Stored data entries
◆ ◆ ◆
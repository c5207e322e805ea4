use thiserror::Error;

#[derive(Error, Debug)]
pub enum PKError {
    #[error("IO error: {0}")]
    Io(#[from] std::io::Error),
    
    #[error("JSON parsing error: {0}")]
    Json(#[from] serde_json::Error),
    
    #[error("CSV error: {0}")]
    Csv(#[from] csv::Error),
    
    #[error("Invalid configuration: {0}")]
    Configuration(String),
    
    #[error("Invalid drug definition: {0}")]
    InvalidDrug(String),
    
    #[error("Invalid dosing configuration: {0}")]
    InvalidDosing(String),
    
    #[error("Unknown drug: {0}")]
    UnknownDrug(String),
    
    #[error("Simulation error: {0}")]
    Simulation(String),
    
    #[error("Parameter validation error: {0}")]
    Validation(String),
}

pub type PKResult<T> = Result<T, PKError>;
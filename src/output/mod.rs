use crate::dosing::as_seconds;
use crate::error::PKResult;
use crate::simulation::{
    BodyModel, CalibrationFactor, DrugSeries, LabPoints, PlotData, PredictionError,
};
use chrono::NaiveDate;
use log::info;
use serde::Serialize;
use std::collections::BTreeMap;
use std::fs::File;
use std::path::Path;

#[derive(Debug, Clone, Serialize)]
pub struct DoseSummary {
    pub count: usize,
    pub total: f64,
    pub average: f64,
}

#[derive(Debug, Clone, Serialize)]
pub struct LevelStatistics {
    pub mean: f64,
    pub std_dev: f64,
}

#[derive(Debug, Clone, Serialize)]
pub struct DrugSummary {
    pub key: String,
    pub name: String,
    pub blood_name: String,
    pub doses: Option<DoseSummary>,
    pub calibration: Option<Vec<CalibrationFactor>>,
    pub statistics: Option<LevelStatistics>,
    pub current_level: Option<String>,
}

#[derive(Debug, Clone, Serialize)]
pub struct Summary {
    pub start_date: NaiveDate,
    pub step_seconds: f64,
    pub duration: usize,
    pub real_duration: usize,
    pub std_dev_count: f64,
    pub p_confidence: String,
    pub drugs: Vec<DrugSummary>,
}

impl Summary {
    pub fn from_model(model: &BodyModel, std_dev_count: f64, p_confidence: &str) -> Self {
        let drugs = model.display_names()
            .into_iter()
            .map(|(key, name)| {
                let blood_name = model.drug(&key).map_or_else(|| name.clone(), |d| d.blood_name.clone());
                let doses = model.dose_statistics(&key).and_then(|stats| {
                    stats.average().map(|average| DoseSummary {
                        count: stats.count,
                        total: stats.total,
                        average,
                    })
                });
                
                DrugSummary {
                    calibration: model.calibration_factors(&key).map(|f| f.to_vec()),
                    statistics: model.get_statistical_data(&key)
                        .map(|(mean, std_dev)| LevelStatistics { mean, std_dev }),
                    current_level: model.get_current_blood_level_message(&key, std_dev_count, p_confidence),
                    key,
                    name,
                    blood_name,
                    doses,
                }
            })
            .collect();
        
        Self {
            start_date: model.starting_date(),
            step_seconds: as_seconds(model.step()),
            duration: model.duration(),
            real_duration: model.real_duration(),
            std_dev_count,
            p_confidence: p_confidence.to_string(),
            drugs,
        }
    }
}

pub fn save_results<P: AsRef<Path>>(
    data: &PlotData,
    labs: &BTreeMap<String, LabPoints>,
    errors: &[PredictionError],
    summary: &Summary,
    output_dir: P,
) -> PKResult<()> {
    let output_path = output_dir.as_ref();
    
    // Save plot series
    save_timeline(data, &output_path.join("timeline.csv"))?;
    save_moving_statistics(data, &output_path.join("moving_statistics.csv"))?;
    // Save lab comparison
    save_lab_levels(labs, &output_path.join("labs.csv"))?;
    save_prediction_errors(errors, &output_path.join("prediction_error.csv"))?;
    // Save summary
    save_summary(summary, &output_path.join("summary.json"))?;
    generate_report(summary, output_path)?;
    
    info!("All results saved to {:?}", output_path);
    Ok(())
}

fn save_timeline<P: AsRef<Path>>(data: &PlotData, path: P) -> PKResult<()> {
    let mut writer = csv::Writer::from_path(path)?;
    
    // Write header
    let mut header = vec!["TIME".to_string()];
    for (name, series) in &data.series {
        header.push(name.clone());
        if let DrugSeries::Banded { .. } = series {
            header.push(format!("{}_LOWER", name));
            header.push(format!("{}_UPPER", name));
        }
    }
    writer.write_record(&header)?;
    
    // Write data
    for i in 0..data.x.len() {
        let mut record = vec![data.x.label(i)];
        for series in data.series.values() {
            match series {
                DrugSeries::Raw(values) => record.push(values[i].to_string()),
                DrugSeries::Banded { value, lower, upper, .. } => {
                    record.push(value[i].to_string());
                    record.push(lower[i].to_string());
                    record.push(upper[i].to_string());
                }
            }
        }
        writer.write_record(&record)?;
    }
    
    writer.flush()?;
    Ok(())
}

fn save_moving_statistics<P: AsRef<Path>>(data: &PlotData, path: P) -> PKResult<()> {
    if data.moving.is_empty() {
        return Ok(());
    }
    
    let mut writer = csv::Writer::from_path(path)?;
    
    // One average and deviation column per drug and window
    let mut header = vec!["TIME".to_string()];
    for (name, stats) in &data.moving {
        for s in stats {
            header.push(format!("{}_AVG_{}", name, s.window));
            header.push(format!("{}_SD_{}", name, s.window));
        }
    }
    writer.write_record(&header)?;
    
    for i in 0..data.x.len() {
        let mut record = vec![data.x.label(i)];
        for stats in data.moving.values() {
            for s in stats {
                record.push(s.average[i].to_string());
                record.push(s.std_dev[i].to_string());
            }
        }
        writer.write_record(&record)?;
    }
    
    writer.flush()?;
    Ok(())
}

fn save_lab_levels<P: AsRef<Path>>(labs: &BTreeMap<String, LabPoints>, path: P) -> PKResult<()> {
    let mut writer = csv::Writer::from_path(path)?;
    // Write header
    writer.write_record(["DRUG", "TIME", "VALUE"])?;
    
    for (name, points) in labs {
        for (i, value) in points.y.iter().enumerate() {
            writer.write_record(&[name.clone(), points.x.label(i), value.to_string()])?;
        }
    }
    
    writer.flush()?;
    Ok(())
}

fn save_prediction_errors<P: AsRef<Path>>(errors: &[PredictionError], path: P) -> PKResult<()> {
    let mut writer = csv::Writer::from_path(path)?;
    writer.write_record(["TIME", "DRUG", "MEASURED", "PREDICTED", "DEVIATION_PERCENT"])?;
    
    for e in errors {
        writer.write_record(&[
            e.time.to_string(),
            e.drug.clone(),
            e.measured.to_string(),
            e.predicted.to_string(),
            e.percent.to_string(),
        ])?;
    }
    
    writer.flush()?;
    Ok(())
}

fn save_summary<P: AsRef<Path>>(summary: &Summary, path: P) -> PKResult<()> {
    let file = File::create(path)?;
    serde_json::to_writer_pretty(file, summary)?;
    Ok(())
}

/// Short markdown overview of the run.
pub fn generate_report<P: AsRef<Path>>(summary: &Summary, output_dir: P) -> PKResult<()> {
    let report_path = output_dir.as_ref().join("report.md");
    
    let mut content = format!(
        "# Blood Level Estimation Report\n\n\
         - **Start date**: {}\n\
         - **Step**: {}s\n\
         - **Simulated steps**: {} ({} in the past)\n\n",
        summary.start_date, summary.step_seconds, summary.duration, summary.real_duration
    );
    
    // Per drug section
    for drug in &summary.drugs {
        content.push_str(&format!("## {}\n", drug.name));
        if let Some(doses) = &drug.doses {
            content.push_str(&format!(
                "- {:.2}mg over {} doses, average dose {:.3}mg\n",
                doses.total, doses.count, doses.average
            ));
        }
        if let Some(stats) = &drug.statistics {
            content.push_str(&format!(
                "- Average {} level {:.2} ± {:.2} ng/l (P<{})\n",
                drug.blood_name,
                stats.mean,
                stats.std_dev * summary.std_dev_count,
                summary.p_confidence
            ));
        }
        if let Some(message) = &drug.current_level {
            content.push_str(&format!("- {}\n", message));
        }
        content.push('\n');
    }
    
    std::fs::write(report_path, content)?;
    Ok(())
}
◆ ◆ ◆
→ Task to carry out:
From the first line of the records above to the line that contains "pub struct DoseSummary", quote each line exactly.

→ Finished exercise:
repository c5207e322e805ea4
use thiserror::Error;

#[derive(Error, Debug)]
pub enum PKError {
    #[error("IO error: {0}")]
    Io(#[from] std::io::Error),
    
    #[error("JSON parsing error: {0}")]
    Json(#[from] serde_json::Error),
    
    #[error("CSV error: {0}")]
    Csv(#[from] csv::Error),
    
    #[error("Invalid configuration: {0}")]
    Configuration(String),
    
    #[error("Invalid drug definition: {0}")]
    InvalidDrug(String),
    
    #[error("Invalid dosing configuration: {0}")]
    InvalidDosing(String),
    
    #[error("Unknown drug: {0}")]
    UnknownDrug(String),
    
    #[error("Simulation error: {0}")]
    Simulation(String),
    
    #[error("Parameter validation error: {0}")]
    Validation(String),
}

pub type PKResult<T> = Result<T, PKError>;
filename src/output/mod.rs
use crate::dosing::as_seconds;
use crate::error::PKResult;
use crate::simulation::{
    BodyModel, CalibrationFactor, DrugSeries, LabPoints, PlotData, PredictionError,
};
use chrono::NaiveDate;
use log::info;
use serde::Serialize;
use std::collections::BTreeMap;
use std::fs::File;
use std::path::Path;

#[derive(Debug, Clone, Serialize)]
pub struct DoseSummary {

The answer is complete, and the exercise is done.